WASHINGTON, Dec 13 (Reuters) - The United States on Wednesday renewed advice that U.S. citizens avoid Afghanistan, saying the risk of violence against Americans had increased because of the possibility of stronger U.N. sanctions.

Russia and the United States last week introduced a U.N. resolution imposing an arms embargo on the Taliban, the Muslim fundamentalist movement which rules most of Afghanistan.

The United Nations imposed some sanctions last year after the Taliban failed to expel Saudi-born Islamist militant Osama bin Laden, who is wanted in the United States on charges of planning bomb attacks on two U.S. embassies in Africa in 1998.

An updated travel warning issued by the U.S. State Department noted that the Taliban have criticized the threat of new sanctions and have threatened to close down U.N. non-humanitarian offices in Afghanistan.

"The increased tensions created by the Taliban reactions to proposed new sanctions increase the risk of violence against U.S. citizens in Afghanistan," it added.

The new travel warning, which updates one from July 1999, says the United States reserves the right to retaliate against "the facilities of those who harbor terrorists, as well as the terrorists themselves."

After the 1998 bombings in Nairobi and Dar es Salaam, the United States fired cruise missiles at training camps in Afghanistan, allegedly used by bin Laden's group.

In testimony to a congressional committee on Wednesday, the State Department's top counter-terrorism official, Michael Sheehan, linked Afghanistan with the attack on the U.S. destroyer Cole in Aden harbor in October.

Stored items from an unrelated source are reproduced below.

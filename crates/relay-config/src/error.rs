//! Configuration error types.

use std::path::PathBuf;
use thiserror::Error;

/// Result type for configuration operations.
pub type ConfigResult<T> = Result<T, ConfigError>;

/// Errors that can occur while loading configuration.
#[derive(Error, Debug)]
pub enum ConfigError {
    /// Configuration file not found.
    #[error("configuration file not found: {path}")]
    FileNotFound {
        /// Path to the missing file.
        path: PathBuf,
    },

    /// Failed to read configuration file.
    #[error("failed to read configuration file: {path}")]
    ReadError {
        /// Path to the file.
        path: PathBuf,
        /// Underlying error.
        #[source]
        source: std::io::Error,
    },

    /// TOML parsing error.
    #[error("failed to parse TOML configuration: {0}")]
    TomlError(#[from] toml::de::Error),

    /// JSON parsing error.
    #[error("failed to parse JSON configuration: {0}")]
    JsonError(#[from] serde_json::Error),

    /// File extension or format name is neither TOML nor JSON.
    #[error("unsupported configuration format: {0}")]
    UnsupportedFormat(String),

    /// Invalid configuration value.
    #[error("invalid configuration value for {field}: {reason}")]
    InvalidValue {
        /// The field with the invalid value.
        field: String,
        /// Explanation of why the value is invalid.
        reason: String,
    },

    /// Environment variable parsing error.
    #[error("failed to parse environment variable {var}: {reason}")]
    EnvParseError {
        /// The environment variable name.
        var: String,
        /// Explanation of the parsing error.
        reason: String,
    },
}

impl ConfigError {
    /// Create a new file not found error.
    pub fn file_not_found(path: impl Into<PathBuf>) -> Self {
        Self::FileNotFound { path: path.into() }
    }

    /// Create a new read error.
    pub fn read_error(path: impl Into<PathBuf>, source: std::io::Error) -> Self {
        Self::ReadError {
            path: path.into(),
            source,
        }
    }

    /// Create a new unsupported format error.
    pub fn unsupported_format(format: impl Into<String>) -> Self {
        Self::UnsupportedFormat(format.into())
    }

    /// Create a new invalid value error.
    pub fn invalid_value(field: impl Into<String>, reason: impl Into<String>) -> Self {
        Self::InvalidValue {
            field: field.into(),
            reason: reason.into(),
        }
    }

    /// Create a new environment variable parse error.
    pub fn env_parse_error(var: impl Into<String>, reason: impl Into<String>) -> Self {
        Self::EnvParseError {
            var: var.into(),
            reason: reason.into(),
        }
    }

    /// Returns the offending field for value errors.
    pub fn field(&self) -> Option<&str> {
        match self {
            Self::InvalidValue { field, .. } => Some(field),
            _ => None,
        }
    }
}

#[cfg(test)]
mod tests {
    use super::*;

    #[test]
    fn test_file_not_found_error() {
        let err = ConfigError::file_not_found("/etc/relay/relay.toml");
        assert!(err.to_string().contains("/etc/relay/relay.toml"));
    }

    #[test]
    fn test_invalid_value_error() {
        let err = ConfigError::invalid_value("chain.max_retries", "must be at least 1");
        assert!(err.to_string().contains("chain.max_retries"));
        assert!(err.to_string().contains("must be at least 1"));
        assert_eq!(err.field(), Some("chain.max_retries"));
    }

    #[test]
    fn test_env_parse_error() {
        let err = ConfigError::env_parse_error("RELAY__CHAIN__MAX_RETRIES", "expected integer");
        assert!(err.to_string().contains("RELAY__CHAIN__MAX_RETRIES"));
        assert!(err.to_string().contains("expected integer"));
        assert_eq!(err.field(), None);
    }

    #[test]
    fn test_unsupported_format_error() {
        let err = ConfigError::unsupported_format("yaml");
        assert_eq!(err.to_string(), "unsupported configuration format: yaml");
    }
}
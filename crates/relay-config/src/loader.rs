//! Configuration loader with layered approach.
//!
//! This module provides the [`ConfigLoader`] for loading configuration from
//! multiple sources: defaults, files, and environment variables.

use std::collections::BTreeMap;
use std::env;
use std::fs;
use std::path::Path;

use crate::{ConfigError, ConfigResult, LogFormat, RelayConfig};

/// Configuration loader with layered approach.
///
/// Later layers override earlier ones:
/// 1. Default values (or a preset)
/// 2. Configuration file or string (TOML or JSON)
/// 3. Environment variables
///
/// # Example
///
/// ```no_run
/// use relay_config::ConfigLoader;
///
/// # fn main() -> Result<(), relay_config::ConfigError> {
/// let config = ConfigLoader::new()
///     .with_dotenv()
///     .with_file("relay.toml")?
///     .with_env_prefix("RELAY")
///     .load()?;
///
/// println!("max chain size: {}", config.chain.max_chain_size);
/// # Ok(())
/// # }
/// ```
#[derive(Debug, Default)]
pub struct ConfigLoader {
    config: RelayConfig,
    env_prefix: Option<String>,
}

impl ConfigLoader {
    /// Create a loader starting from default values.
    #[must_use]
    pub fn new() -> Self {
        Self::default()
    }

    /// Start from the development preset.
    ///
    /// # Example
    ///
    /// ```
    /// use relay_config::ConfigLoader;
    ///
    /// let config = ConfigLoader::new().with_development().load().unwrap();
    /// assert_eq!(config.logging.level, "debug");
    /// ```
    #[must_use]
    pub fn with_development(mut self) -> Self {
        self.config = RelayConfig::development();
        self
    }

    /// Start from the production preset.
    #[must_use]
    pub fn with_production(mut self) -> Self {
        self.config = RelayConfig::production();
        self
    }

    /// Load configuration from a file.
    ///
    /// The format is chosen by extension (`.toml` or `.json`). The file
    /// replaces the current configuration; sections and fields it omits
    /// take their defaults.
    ///
    /// # Errors
    ///
    /// Returns `ConfigError` if the file is missing, unreadable, has an
    /// unsupported extension, or fails to parse (including unknown fields).
    pub fn with_file<P: AsRef<Path>>(mut self, path: P) -> ConfigResult<Self> {
        let path = path.as_ref();

        if !path.exists() {
            return Err(ConfigError::file_not_found(path));
        }

        let content = fs::read_to_string(path).map_err(|e| ConfigError::read_error(path, e))?;

        let format = path
            .extension()
            .and_then(|e| e.to_str())
            .ok_or_else(|| ConfigError::unsupported_format(path.display().to_string()))?;

        self.config = parse(&content, format)?;
        Ok(self)
    }

    /// Load configuration from a file if it exists.
    ///
    /// # Errors
    ///
    /// Same as [`with_file`](Self::with_file) when the file exists.
    pub fn with_optional_file<P: AsRef<Path>>(self, path: P) -> ConfigResult<Self> {
        if path.as_ref().exists() {
            self.with_file(path)
        } else {
            Ok(self)
        }
    }

    /// Load configuration from a string in the given format
    /// (`"toml"` or `"json"`).
    ///
    /// # Example
    ///
    /// ```
    /// use relay_config::ConfigLoader;
    ///
    /// let toml = r#"
    ///     [chain]
    ///     max_retries = 5
    /// "#;
    ///
    /// let config = ConfigLoader::new()
    ///     .with_string(toml, "toml")
    ///     .unwrap()
    ///     .load()
    ///     .unwrap();
    ///
    /// assert_eq!(config.chain.max_retries, 5);
    /// ```
    ///
    /// # Errors
    ///
    /// Returns `ConfigError` if the format is unsupported or parsing fails.
    pub fn with_string(mut self, content: &str, format: &str) -> ConfigResult<Self> {
        self.config = parse(content, format)?;
        Ok(self)
    }

    /// Set the prefix for environment overrides.
    ///
    /// Variables use the form `PREFIX__SECTION__KEY`, for example
    /// `RELAY__CHAIN__MAX_RETRIES=5` or `RELAY__LOGGING__FORMAT=pretty`.
    #[must_use]
    pub fn with_env_prefix(mut self, prefix: &str) -> Self {
        self.env_prefix = Some(prefix.to_uppercase());
        self
    }

    /// Load variables from a `.env` file into the process environment.
    ///
    /// A missing `.env` file is not an error.
    #[must_use]
    pub fn with_dotenv(self) -> Self {
        let _ = dotenvy::dotenv();
        self
    }

    /// Apply environment overrides and validate.
    ///
    /// # Errors
    ///
    /// Returns `ConfigError` if an override cannot be parsed or the final
    /// configuration is invalid.
    pub fn load(mut self) -> ConfigResult<RelayConfig> {
        if let Some(prefix) = self.env_prefix.take() {
            let vars: BTreeMap<String, String> = env::vars()
                .filter(|(key, _)| key.starts_with(&prefix))
                .collect();
            for (key, value) in &vars {
                self.apply_env_var(key, value, &prefix)?;
            }
        }

        self.config.validate()?;
        Ok(self.config)
    }

    /// Return the configuration without environment overrides or validation.
    #[must_use]
    pub fn load_unvalidated(self) -> RelayConfig {
        self.config
    }

    fn apply_env_var(&mut self, key: &str, value: &str, prefix: &str) -> ConfigResult<()> {
        let Some(path) = key.strip_prefix(prefix).and_then(|k| k.strip_prefix("__")) else {
            return Ok(());
        };

        let parts: Vec<&str> = path.split("__").collect();
        let chain = &mut self.config.chain;
        let logging = &mut self.config.logging;
        let metrics = &mut self.config.metrics;

        match parts.as_slice() {
            ["CHAIN", "MAX_CHAIN_SIZE"] => chain.max_chain_size = parse_int(key, value)?,
            ["CHAIN", "DEFAULT_TIMEOUT_MS"] => chain.default_timeout_ms = parse_int(key, value)?,
            ["CHAIN", "MAX_RETRIES"] => chain.max_retries = parse_int(key, value)?,
            ["CHAIN", "RETRY_DELAY_MS"] => chain.retry_delay_ms = parse_int(key, value)?,
            ["CHAIN", "ENABLE_RETRIES"] => chain.enable_retries = parse_flag(key, value)?,
            ["CHAIN", "CONTINUE_ON_ERROR"] => chain.continue_on_error = parse_flag(key, value)?,
            ["CHAIN", "PARALLEL_EXECUTION"] => chain.parallel_execution = parse_flag(key, value)?,

            ["LOGGING", "ENABLED"] => logging.enabled = parse_flag(key, value)?,
            ["LOGGING", "LEVEL"] => logging.level = value.to_string(),
            ["LOGGING", "FORMAT"] => {
                logging.format = match value.to_lowercase().as_str() {
                    "json" => LogFormat::Json,
                    "pretty" => LogFormat::Pretty,
                    _ => {
                        return Err(ConfigError::env_parse_error(
                            key,
                            "expected 'json' or 'pretty'",
                        ))
                    }
                };
            }
            ["LOGGING", "ANSI_ENABLED"] => logging.ansi_enabled = parse_flag(key, value)?,
            ["LOGGING", "INCLUDE_LOCATION"] => logging.include_location = parse_flag(key, value)?,
            ["LOGGING", "SPAN_EVENTS"] => logging.span_events = parse_flag(key, value)?,

            ["METRICS", "ENABLED"] => metrics.enabled = parse_flag(key, value)?,
            ["METRICS", "ADDR"] => metrics.addr = value.to_string(),

            // Unknown keys are ignored.
            _ => {}
        }

        Ok(())
    }
}

fn parse(content: &str, format: &str) -> ConfigResult<RelayConfig> {
    match format.to_lowercase().as_str() {
        "toml" => Ok(toml::from_str(content)?),
        "json" => Ok(serde_json::from_str(content)?),
        other => Err(ConfigError::unsupported_format(other)),
    }
}

fn parse_int<T: std::str::FromStr>(key: &str, value: &str) -> ConfigResult<T> {
    value
        .parse()
        .map_err(|_| ConfigError::env_parse_error(key, "expected integer"))
}

fn parse_flag(key: &str, value: &str) -> ConfigResult<bool> {
    parse_bool(value).ok_or_else(|| ConfigError::env_parse_error(key, "expected boolean"))
}

/// Parse a boolean from a string.
fn parse_bool(s: &str) -> Option<bool> {
    match s.to_lowercase().as_str() {
        "true" | "1" | "yes" | "on" => Some(true),
        "false" | "0" | "no" | "off" => Some(false),
        _ => None,
    }
}

#[cfg(test)]
mod tests {
    use super::*;
    use std::io::Write;
    use std::time::Duration;

    #[test]
    fn test_loader_defaults() {
        let config = ConfigLoader::new().load().unwrap();
        assert_eq!(config, RelayConfig::default());
    }

    #[test]
    fn test_loader_presets() {
        let config = ConfigLoader::new().with_production().load().unwrap();
        assert_eq!(config.logging.format, LogFormat::Json);

        let config = ConfigLoader::new().with_development().load().unwrap();
        assert_eq!(config.logging.format, LogFormat::Pretty);
    }

    #[test]
    fn test_loader_with_string_json() {
        let json = r#"{"chain": {"continue_on_error": true}, "metrics": {"enabled": false}}"#;

        let config = ConfigLoader::new()
            .with_string(json, "json")
            .unwrap()
            .load()
            .unwrap();

        assert!(config.chain.continue_on_error);
        assert!(!config.metrics.enabled);
        assert_eq!(config.chain.max_retries, 3);
    }

    #[test]
    fn test_loader_rejects_unknown_fields() {
        let toml = r#"
            [chain]
            max_retry = 5
        "#;

        let err = ConfigLoader::new().with_string(toml, "toml").unwrap_err();
        assert!(matches!(err, ConfigError::TomlError(_)));
    }

    #[test]
    fn test_loader_rejects_unsupported_format() {
        let err = ConfigLoader::new().with_string("", "yaml").unwrap_err();
        assert!(matches!(err, ConfigError::UnsupportedFormat(f) if f == "yaml"));
    }

    #[test]
    fn test_loader_with_toml_file() {
        let mut file = tempfile::Builder::new().suffix(".toml").tempfile().unwrap();
        writeln!(
            file,
            r#"
            [chain]
            max_chain_size = 20
            default_timeout_ms = 2000
            parallel_execution = true

            [[chain.parallel_groups]]
            name = "identity"
            middleware = ["auth", "session"]

            [logging]
            level = "relay_middleware=debug,info"
            format = "pretty"

            [metrics]
            addr = "127.0.0.1:9100"
            "#
        )
        .unwrap();

        let config = ConfigLoader::new().with_file(file.path()).unwrap().load().unwrap();

        assert_eq!(config.chain.max_chain_size, 20);
        assert_eq!(config.logging.format, LogFormat::Pretty);
        assert_eq!(config.metrics.addr, "127.0.0.1:9100");

        let options = config.chain.execution_options();
        assert_eq!(options.timeout, Duration::from_secs(2));
        assert_eq!(options.parallel_groups[0].middleware, vec!["auth", "session"]);
        assert!(options.parallel_groups[0].wait_for_all);
    }

    #[test]
    fn test_loader_with_json_file() {
        let mut file = tempfile::Builder::new().suffix(".json").tempfile().unwrap();
        write!(file, r#"{{"chain": {{"retry_delay_ms": 5}}}}"#).unwrap();

        let config = ConfigLoader::new().with_file(file.path()).unwrap().load().unwrap();
        assert_eq!(config.chain.retry_delay_ms, 5);
    }

    #[test]
    fn test_loader_file_without_extension() {
        let file = tempfile::NamedTempFile::new().unwrap();
        let err = ConfigLoader::new().with_file(file.path()).unwrap_err();
        assert!(matches!(err, ConfigError::UnsupportedFormat(_)));
    }

    #[test]
    fn test_loader_with_file_not_found() {
        let err = ConfigLoader::new()
            .with_file("/nonexistent/relay.toml")
            .unwrap_err();
        assert!(matches!(err, ConfigError::FileNotFound { .. }));
    }

    #[test]
    fn test_loader_with_optional_file_not_found() {
        let config = ConfigLoader::new()
            .with_optional_file("/nonexistent/relay.toml")
            .unwrap()
            .load()
            .unwrap();
        assert_eq!(config, RelayConfig::default());
    }

    #[test]
    fn test_load_validates() {
        let err = ConfigLoader::new()
            .with_string("[chain]\nmax_retries = 0", "toml")
            .unwrap()
            .load()
            .unwrap_err();
        assert_eq!(err.field(), Some("chain.max_retries"));
    }

    #[test]
    fn test_load_unvalidated() {
        let config = ConfigLoader::new()
            .with_string("[chain]\nmax_retries = 0", "toml")
            .unwrap()
            .load_unvalidated();
        assert_eq!(config.chain.max_retries, 0);
        assert!(config.validate().is_err());
    }

    #[test]
    fn test_parse_bool() {
        for value in ["true", "TRUE", "1", "yes", "on"] {
            assert_eq!(parse_bool(value), Some(true));
        }
        for value in ["false", "False", "0", "no", "off"] {
            assert_eq!(parse_bool(value), Some(false));
        }
        assert_eq!(parse_bool("maybe"), None);
        assert_eq!(parse_bool(""), None);
    }

    // Overrides are applied through `apply_env_var` directly so tests never
    // mutate the shared process environment.

    #[test]
    fn test_apply_env_var_chain() {
        let mut loader = ConfigLoader::new();
        loader.apply_env_var("TEST__CHAIN__MAX_RETRIES", "5", "TEST").unwrap();
        loader.apply_env_var("TEST__CHAIN__CONTINUE_ON_ERROR", "yes", "TEST").unwrap();
        loader.apply_env_var("TEST__CHAIN__RETRY_DELAY_MS", "0", "TEST").unwrap();

        let config = loader.load_unvalidated();
        assert_eq!(config.chain.max_retries, 5);
        assert!(config.chain.continue_on_error);
        assert_eq!(config.chain.retry_delay_ms, 0);
    }

    #[test]
    fn test_parallel_override_without_groups_fails_load() {
        let mut loader = ConfigLoader::new();
        loader
            .apply_env_var("TEST__CHAIN__PARALLEL_EXECUTION", "true", "TEST")
            .unwrap();

        let err = loader.load().unwrap_err();
        assert_eq!(err.field(), Some("chain.parallel_groups"));
    }

    #[test]
    fn test_apply_env_var_logging_and_metrics() {
        let mut loader = ConfigLoader::new();
        loader.apply_env_var("TEST__LOGGING__FORMAT", "pretty", "TEST").unwrap();
        loader.apply_env_var("TEST__LOGGING__LEVEL", "warn", "TEST").unwrap();
        loader.apply_env_var("TEST__METRICS__ENABLED", "off", "TEST").unwrap();

        let config = loader.load_unvalidated();
        assert_eq!(config.logging.format, LogFormat::Pretty);
        assert_eq!(config.logging.level, "warn");
        assert!(!config.metrics.enabled);
    }

    #[test]
    fn test_apply_env_var_invalid_values() {
        let mut loader = ConfigLoader::new();
        let err = loader
            .apply_env_var("TEST__CHAIN__MAX_CHAIN_SIZE", "lots", "TEST")
            .unwrap_err();
        assert!(matches!(err, ConfigError::EnvParseError { .. }));

        assert!(loader
            .apply_env_var("TEST__CHAIN__ENABLE_RETRIES", "maybe", "TEST")
            .is_err());
        assert!(loader
            .apply_env_var("TEST__LOGGING__FORMAT", "xml", "TEST")
            .is_err());
    }

    #[test]
    fn test_apply_env_var_ignores_unknown_keys() {
        let mut loader = ConfigLoader::new();
        loader.apply_env_var("TEST__CHAIN__UNKNOWN", "1", "TEST").unwrap();
        loader.apply_env_var("TESTING", "1", "TEST").unwrap();
        assert_eq!(loader.load_unvalidated(), RelayConfig::default());
    }
}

"While we do not have full information on who planned and carried out the attack on the USS Cole, we do know that numerous people immediately left Yemen for Afghanistan, the safe haven where they could hide out with little fear of Taliban intervention," he told the House Judiciary Committee.

In a second updated travel warning on Wednesday, the State Department extended its advice that Americans avoid Sudan, another country Washington has accused of helping bin Laden.

It said that the security situation in Sudan was unstable and that the Sudanese government may have limited control over the police and soldiers.